In the era of not ‘a lazy afternoon day cricket’ but full fledged professional sports machinery, the age-old principle of the game of “You have to accept the decision of a match official. He may be wrong but it has to be accepted and most definitely not questioned”, has been too neat and convenient loophole for dirty board officials to exploit in nexus of willing ground level officials in returns for perks. After all this is fool proof loophole and can be bounced away without any legal enquiries being undertaken. After all, has it been just mere coincidence that erring officials have strongly been backed in spite of some of the decisions being plain shocking and atrocious, without even a system in place to make an independent enquiry into those events. The fact that there has been no attempt to include or execute these so called farce body called ‘anti-corruption’ on officials clearly gives me a picture of this new nexus.
A quick timeline here:
6 Indian players charged for excessive appealing… all right. Sehwag banned for putting his hands on his hips and looking skywards while the rest of the world wonders if Glen Mcgrath would have played even 20 tests, if the yardsticks were the same. Speed backed his official and went on a head butt with the board. No enquiry into the incident behind the official’s bizarre ruling… however he was quietly sacked after a few tests.
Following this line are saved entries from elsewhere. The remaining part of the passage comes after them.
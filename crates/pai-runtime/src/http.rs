//! Shared plumbing for the REST adapters

use std::collections::BTreeMap;
use std::time::Duration;

use pai_core::config::{api_key_env_vars, api_key_from_env};
use pai_core::error::{AgentError, Result};
use reqwest::{Client, RequestBuilder, StatusCode};
use serde::de::DeserializeOwned;
use serde_json::{Map, Value};

/// Upper bound for one vendor call
pub const REQUEST_TIMEOUT: Duration = Duration::from_secs(120);

pub(crate) fn client() -> Result<Client> {
    Client::builder()
        .timeout(REQUEST_TIMEOUT)
        .build()
        .map_err(|e| AgentError::Config(format!("failed to build HTTP client: {e}")))
}

/// The explicit key, else the provider's environment variable
pub(crate) fn require_api_key(provider: &str, explicit: Option<String>) -> Result<String> {
    explicit
        .filter(|k| !k.trim().is_empty())
        .or_else(|| api_key_from_env(provider))
        .ok_or_else(|| {
            AgentError::Config(format!(
                "no API key for '{provider}'; pass --api-key or set {}",
                api_key_env_vars(provider).join(" / ")
            ))
        })
}

/// Send a request and decode a JSON body, mapping non-2xx to `Provider` errors
pub(crate) async fn send_json<T: DeserializeOwned>(vendor: &str, request: RequestBuilder) -> Result<T> {
    let response = request
        .send()
        .await
        .map_err(|e| AgentError::Provider(format!("{vendor} request failed: {e}")))?;

    let status = response.status();
    if !status.is_success() {
        let body = response
            .text()
            .await
            .unwrap_or_else(|_| format!("failed to read {vendor} error body"));
        return Err(map_http_error(vendor, status, &body));
    }

    response
        .json()
        .await
        .map_err(|e| AgentError::Provider(format!("failed to parse {vendor} response: {e}")))
}

/// Pull the vendor's message out of an error body when there is one
pub(crate) fn map_http_error(vendor: &str, status: StatusCode, body: &str) -> AgentError {
    let message = serde_json::from_str::<Value>(body)
        .ok()
        .and_then(|v| match v.get("error") {
            Some(Value::String(s)) => Some(s.clone()),
            Some(err) => err.get("message").and_then(Value::as_str).map(str::to_string),
            None => v.get("message").and_then(Value::as_str).map(str::to_string),
        })
        .unwrap_or_else(|| body.trim().to_string());
    tracing::error!(vendor, status = status.as_u16(), %message, "Vendor request failed");
    AgentError::Provider(format!("{vendor} API error ({status}): {message}"))
}

/// Copy passthrough parameters into a request body without clobbering
/// fields the adapter already set
pub(crate) fn merge_extra(body: &mut Map<String, Value>, extra: &BTreeMap<String, Value>) {
    for (key, value) in extra {
        body.entry(key.clone()).or_insert_with(|| value.clone());
    }
}

pub(crate) fn trim_base(url: &str) -> String {
    url.trim_end_matches('/').to_string()
}

#[cfg(test)]
mod tests {
    use super::*;
    use serde_json::json;

    #[test]
    fn test_error_message_extraction() {
        let err = map_http_error(
            "OpenAI",
            StatusCode::UNAUTHORIZED,
            r#"{"error": {"message": "Incorrect API key provided", "type": "invalid_request_error"}}"#,
        );
        assert!(err.to_string().contains("Incorrect API key provided"));
        assert!(err.to_string().contains("401"));

        let err = map_http_error("HF", StatusCode::SERVICE_UNAVAILABLE, r#"{"error": "Model is loading"}"#);
        assert!(err.to_string().contains("Model is loading"));

        let err = map_http_error("X", StatusCode::BAD_GATEWAY, "upstream down\n");
        assert!(matches!(err, AgentError::Provider(m) if m.ends_with("upstream down")));
    }

    #[test]
    fn test_merge_extra_keeps_adapter_fields() {
        let mut body = json!({"model": "a"}).as_object().cloned().unwrap();
        let extra = BTreeMap::from([
            ("model".to_string(), json!("b")),
            ("seed".to_string(), json!(7)),
        ]);
        merge_extra(&mut body, &extra);
        assert_eq!(body["model"], json!("a"));
        assert_eq!(body["seed"], json!(7));
    }

    #[test]
    fn test_explicit_key_wins() {
        assert_eq!(
            require_api_key("openai", Some("sk-explicit".into())).unwrap(),
            "sk-explicit"
        );
        assert!(require_api_key("no-such-vendor", None).is_err());
    }
}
The famous Darrell Hair episode with Muthiah Muralidharan where it is well documented where his support was.
Darell Hair again with the Pakistan-England ball tampering fiasco. However, this time, with the evidences of the previous incident with the Sri Lankan team, the asian boards united and arm-twisted strongly for an independent enquiry. And what a surprise, the independent enquiry came hard on Hair, which perhaps Speed did not expect. What resulted next was the beans almost spilling with a letter of ‘blackmail’ from Hair and Speed uncharacteristically displaying the letter to the media. The subsequent flip-flops between Hair and Speed clearly showed that there is more than what meets the eye and the word cover-up and unexpected reactions were pretty obvious.
Hair never apologized for his mistake nor acknowledged but Speed reinstated him into the elite panel, which is very interesting.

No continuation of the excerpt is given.